WHAT YOU NEED TO DO: Lines below that hold the word "next" must be copied in full.

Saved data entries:
//! Append-only book of monthly settlement revisions.
//!
//! Each `(station, period)` key owns a dense revision history starting at
//! revision 1 and an effective-revision pointer. Amendments append; nothing
//! is ever rewritten or removed, so every superseded filing stays readable.

use std::collections::HashMap;

use mb_types::{
    AccountId, PeriodKey, Revision, SettlementFields, SettlementRecord, StationId, Timestamp,
};

use crate::error::{LedgerError, Result};

/// Revision history for one station and billing period.
///
/// `revisions[i]` holds revision `i + 1`; `effective` always points at the
/// last element. Both move together inside this module only.
#[derive(Debug, Clone)]
struct PeriodEntry {
    revisions: Vec<SettlementRecord>,
    effective: Revision,
}

#[derive(Debug, Clone, Default)]
pub struct SettlementBook {
    entries: HashMap<(StationId, PeriodKey), PeriodEntry>,
}

impl SettlementBook {
    pub fn new() -> Self {
        Self::default()
    }

    /// Files the initial settlement for `(station, period)` as revision 1.
    /// Fails with [`LedgerError::SettlementInitialized`] if any filing
    /// already exists for the key.
    pub fn file_initial(
        &mut self,
        station: StationId,
        period: PeriodKey,
        fields: SettlementFields,
        recorded_at: Timestamp,
        submitted_by: AccountId,
    ) -> Result<&SettlementRecord> {
        let key = (station, period);
        if self.entries.contains_key(&key) {
            return Err(LedgerError::SettlementInitialized {
                station: key.0,
                period: key.1,
            });
        }
        let record = SettlementRecord::new(fields, Revision::FIRST, recorded_at, submitted_by);
        let entry = self.entries.entry(key).or_insert(PeriodEntry {
            revisions: Vec::new(),
            effective: Revision::FIRST,
        });
        entry.revisions.push(record);
        Ok(&entry.revisions[0])
    }

    /// Appends an amendment as the next revision and advances the effective
    /// pointer to it. Returns the superseded revision number alongside the
    /// stored record.
    pub fn amend(
        &mut self,
        station: &StationId,
        period: &PeriodKey,
        fields: SettlementFields,
        recorded_at: Timestamp,
        submitted_by: AccountId,
    ) -> Result<(Revision, &SettlementRecord)> {
        let key = (station.clone(), period.clone());
        let entry = self
            .entries
            .get_mut(&key)
            .ok_or_else(|| LedgerError::SettlementNotInitialized {
                station: station.clone(),
                period: period.clone(),
            })?;
        let prior = entry.effective;
        let next = prior.next().ok_or_else(|| LedgerError::RevisionOverflow {
            station: station.clone(),
            period: period.clone(),
        })?;

        let record = SettlementRecord::new(fields, next, recorded_at, submitted_by);
        entry.revisions.push(record);
        entry.effective = next;
        Ok((prior, &entry.revisions[next.get() as usize - 1]))
    }

    /// The record the effective pointer designates, or
    /// [`LedgerError::SettlementNotFound`] when nothing is filed for the key.
    pub fn effective(&self, station: &StationId, period: &PeriodKey) -> Result<&SettlementRecord> {
        let entry = self.entry(station, period)?;
        let index = entry.effective.get() as usize - 1;
        Ok(&entry.revisions[index])
    }

    /// A specific revision by raw number. Zero, anything past the effective
    /// pointer, and any revision of an unfiled key yield
    /// [`LedgerError::RevisionNotFound`].
    pub fn by_revision(
        &self,
        station: &StationId,
        period: &PeriodKey,
        revision: u16,
    ) -> Result<&SettlementRecord> {
        let entry = self
            .entries
            .get(&(station.clone(), period.clone()))
            .ok_or_else(|| LedgerError::RevisionNotFound {
                station: station.clone(),
                period: period.clone(),
                revision,
            })?;
        if revision == 0 {
            return Err(LedgerError::RevisionNotFound {
                station: station.clone(),
                period: period.clone(),
                revision,
            });
        }
        entry
            .revisions
            .get(revision as usize - 1)
            .ok_or_else(|| LedgerError::RevisionNotFound {
                station: station.clone(),
                period: period.clone(),
                revision,
            })
    }

    /// The current effective revision for the key, if anything is filed.
    pub fn effective_revision(&self, station: &StationId, period: &PeriodKey) -> Option<Revision> {
        self.entries
            .get(&(station.clone(), period.clone()))
            .map(|entry| entry.effective)
    }

    /// Number of `(station, period)` keys with at least one filing.
    pub fn period_count(&self) -> usize {
        self.entries.len()
    }

    /// Total settlement records across all keys and revisions.
    pub fn revision_count(&self) -> usize {
        self.entries.values().map(|entry| entry.revisions.len()).sum()
    }

    fn entry(&self, station: &StationId, period: &PeriodKey) -> Result<&PeriodEntry> {
        self.entries
            .get(&(station.clone(), period.clone()))
            .ok_or_else(|| LedgerError::SettlementNotFound {
                station: station.clone(),
                period: period.clone(),
            })
    }
}
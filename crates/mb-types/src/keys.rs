//! Ledger key types: station, calendar date, and billing period.
//!
//! Keys are exact-match strings. Construction validates shape once; after
//! that the rest of the system treats them as opaque identifiers.

use std::fmt;

use chrono::NaiveDate;
use serde::{Deserialize, Deserializer, Serialize, Serializer};

use crate::error::TypeError;

/// Longest accepted station identifier.
pub const MAX_STATION_ID_LEN: usize = 64;

/// Identifier of a physical generation station, e.g. `"STATION-001"`.
///
/// Must be 1 to 64 characters with no control characters. Equality is
/// exact string match.
#[derive(Clone, PartialEq, Eq, Hash, PartialOrd, Ord)]
pub struct StationId(String);

impl StationId {
    /// Validate and wrap a station identifier.
    pub fn new(s: impl Into<String>) -> Result<Self, TypeError> {
        let s = s.into();
        if s.is_empty() {
            return Err(TypeError::InvalidStationId(
                "station id must not be empty".into(),
            ));
        }
        if s.len() > MAX_STATION_ID_LEN {
            return Err(TypeError::InvalidStationId(format!(
                "station id exceeds {MAX_STATION_ID_LEN} characters"
            )));
        }
        if s.chars().any(|c| c.is_control()) {
            return Err(TypeError::InvalidStationId(format!(
                "station id contains control characters: {s:?}"
            )));
        }
        Ok(Self(s))
    }

    pub fn as_str(&self) -> &str {
        &self.0
    }
}

/// Calendar date key in canonical `YYYY-MM-DD` form, e.g. `"2025-01-15"`.
#[derive(Clone, PartialEq, Eq, Hash, PartialOrd, Ord)]
pub struct DateKey(String);

impl DateKey {
    /// Validate and wrap a date key. Only the canonical zero-padded form
    /// is accepted so that equal dates are equal strings.
    pub fn new(s: impl Into<String>) -> Result<Self, TypeError> {
        let s = s.into();
        let parsed = NaiveDate::parse_from_str(&s, "%Y-%m-%d")
            .map_err(|e| TypeError::InvalidDateKey(format!("{s:?}: {e}")))?;
        if parsed.format("%Y-%m-%d").to_string() != s {
            return Err(TypeError::InvalidDateKey(format!(
                "{s:?}: not in canonical zero-padded form"
            )));
        }
        Ok(Self(s))
    }

    pub fn as_str(&self) -> &str {
        &self.0
    }
}

/// Billing period key in canonical `YYYY-MM` form, e.g. `"2025-01"`.
#[derive(Clone, PartialEq, Eq, Hash, PartialOrd, Ord)]
pub struct PeriodKey(String);

impl PeriodKey {
    /// Validate and wrap a period key.
    pub fn new(s: impl Into<String>) -> Result<Self, TypeError> {
        let s = s.into();
        if s.len() != 7 {
            return Err(TypeError::InvalidPeriodKey(format!(
                "{s:?}: expected 7 characters"
            )));
        }
        // Anchor to the first of the month to reuse calendar validation.
        let first = format!("{s}-01");
        NaiveDate::parse_from_str(&first, "%Y-%m-%d")
            .map_err(|e| TypeError::InvalidPeriodKey(format!("{s:?}: {e}")))?;
        Ok(Self(s))
    }

    pub fn as_str(&self) -> &str {
        &self.0
    }
}

macro_rules! string_key_impls {
    ($ty:ident) => {
        impl fmt::Debug for $ty {
            fn fmt(&self, f: &mut fmt::Formatter<'_>) -> fmt::Result {
                write!(f, concat!(stringify!($ty), "({})"), self.0)
            }
        }

        impl fmt::Display for $ty {
            fn fmt(&self, f: &mut fmt::Formatter<'_>) -> fmt::Result {
                write!(f, "{}", self.0)
            }
        }

        impl AsRef<str> for $ty {
            fn as_ref(&self) -> &str {
                &self.0
            }
        }

        impl std::str::FromStr for $ty {
            type Err = TypeError;

            fn from_str(s: &str) -> Result<Self, Self::Err> {
                Self::new(s)
            }
        }

        impl Serialize for $ty {
            fn serialize<S: Serializer>(&self, serializer: S) -> Result<S::Ok, S::Error> {
                serializer.serialize_str(&self.0)
            }
        }

        impl<'de> Deserialize<'de> for $ty {
            fn deserialize<D: Deserializer<'de>>(deserializer: D) -> Result<Self, D::Error> {
                let s = String::deserialize(deserializer)?;
                Self::new(s).map_err(serde::de::Error::custom)
            }
        }
    };
}

string_key_impls!(StationId);
string_key_impls!(DateKey);
string_key_impls!(PeriodKey);

#[cfg(test)]
mod tests {
    use super::*;

    #[test]
    fn station_id_accepts_typical_names() {
        assert!(StationId::new("STATION-001").is_ok());
        assert!(StationId::new("pv/rooftop-7").is_ok());
        assert!(StationId::new("X").is_ok());
    }

    #[test]
    fn station_id_rejects_empty() {
        assert!(matches!(
            StationId::new(""),
            Err(TypeError::InvalidStationId(_))
        ));
    }

    #[test]
    fn station_id_rejects_control_chars() {
        assert!(StationId::new("bad\nname").is_err());
        assert!(StationId::new("bad\tname").is_err());
    }

    #[test]
    fn station_id_rejects_overlong() {
        let long = "s".repeat(MAX_STATION_ID_LEN + 1);
        assert!(StationId::new(long).is_err());
        assert!(StationId::new("s".repeat(MAX_STATION_ID_LEN)).is_ok());
    }

    #[test]
    fn date_key_accepts_canonical() {
        assert!(DateKey::new("2025-01-15").is_ok());
        assert!(DateKey::new("2024-02-29").is_ok()); // leap day
    }

    #[test]
    fn date_key_rejects_invalid_calendar_dates() {
        assert!(DateKey::new("2025-02-30").is_err());
        assert!(DateKey::new("2025-13-01").is_err());
        assert!(DateKey::new("2025-00-10").is_err());
    }

    #[test]
    fn date_key_rejects_non_canonical_form() {
        assert!(DateKey::new("2025-1-15").is_err());
        assert!(DateKey::new("25-01-15").is_err());
        assert!(DateKey::new("2025/01/15").is_err());
    }

    #[test]
    fn period_key_accepts_canonical() {
        assert!(PeriodKey::new("2025-01").is_ok());
        assert!(PeriodKey::new("1999-12").is_ok());
    }

    #[test]
    fn period_key_rejects_bad_shapes() {
        assert!(PeriodKey::new("2025-13").is_err());
        assert!(PeriodKey::new("2025-1").is_err());
        assert!(PeriodKey::new("2025-01-15").is_err());
        assert!(PeriodKey::new("").is_err());
    }

    #[test]
    fn equality_is_exact_string_match() {
        let a = PeriodKey::new("2025-01").unwrap();
        let b = PeriodKey::new("2025-01").unwrap();
        assert_eq!(a, b);
        assert_eq!(a.as_str(), "2025-01");
    }

    #[test]
    fn serde_roundtrip() {
        let station = StationId::new("STATION-001").unwrap();
        let json = serde_json::to_string(&station).unwrap();
        assert_eq!(json, "\"STATION-001\"");
        let parsed: StationId = serde_json::from_str(&json).unwrap();
        assert_eq!(station, parsed);
    }

    #[test]
    fn serde_rejects_invalid_values() {
        assert!(serde_json::from_str::<DateKey>("\"2025-1-5\"").is_err());
        assert!(serde_json::from_str::<StationId>("\"\"").is_err());
    }
}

FINISHED EXERCISE:
    /// Appends an amendment as the next revision and advances the effective
        let next = prior.next().ok_or_else(|| LedgerError::RevisionOverflow {
        let record = SettlementRecord::new(fields, next, recorded_at, submitted_by);
        entry.effective = next;
        Ok((prior, &entry.revisions[next.get() as usize - 1]))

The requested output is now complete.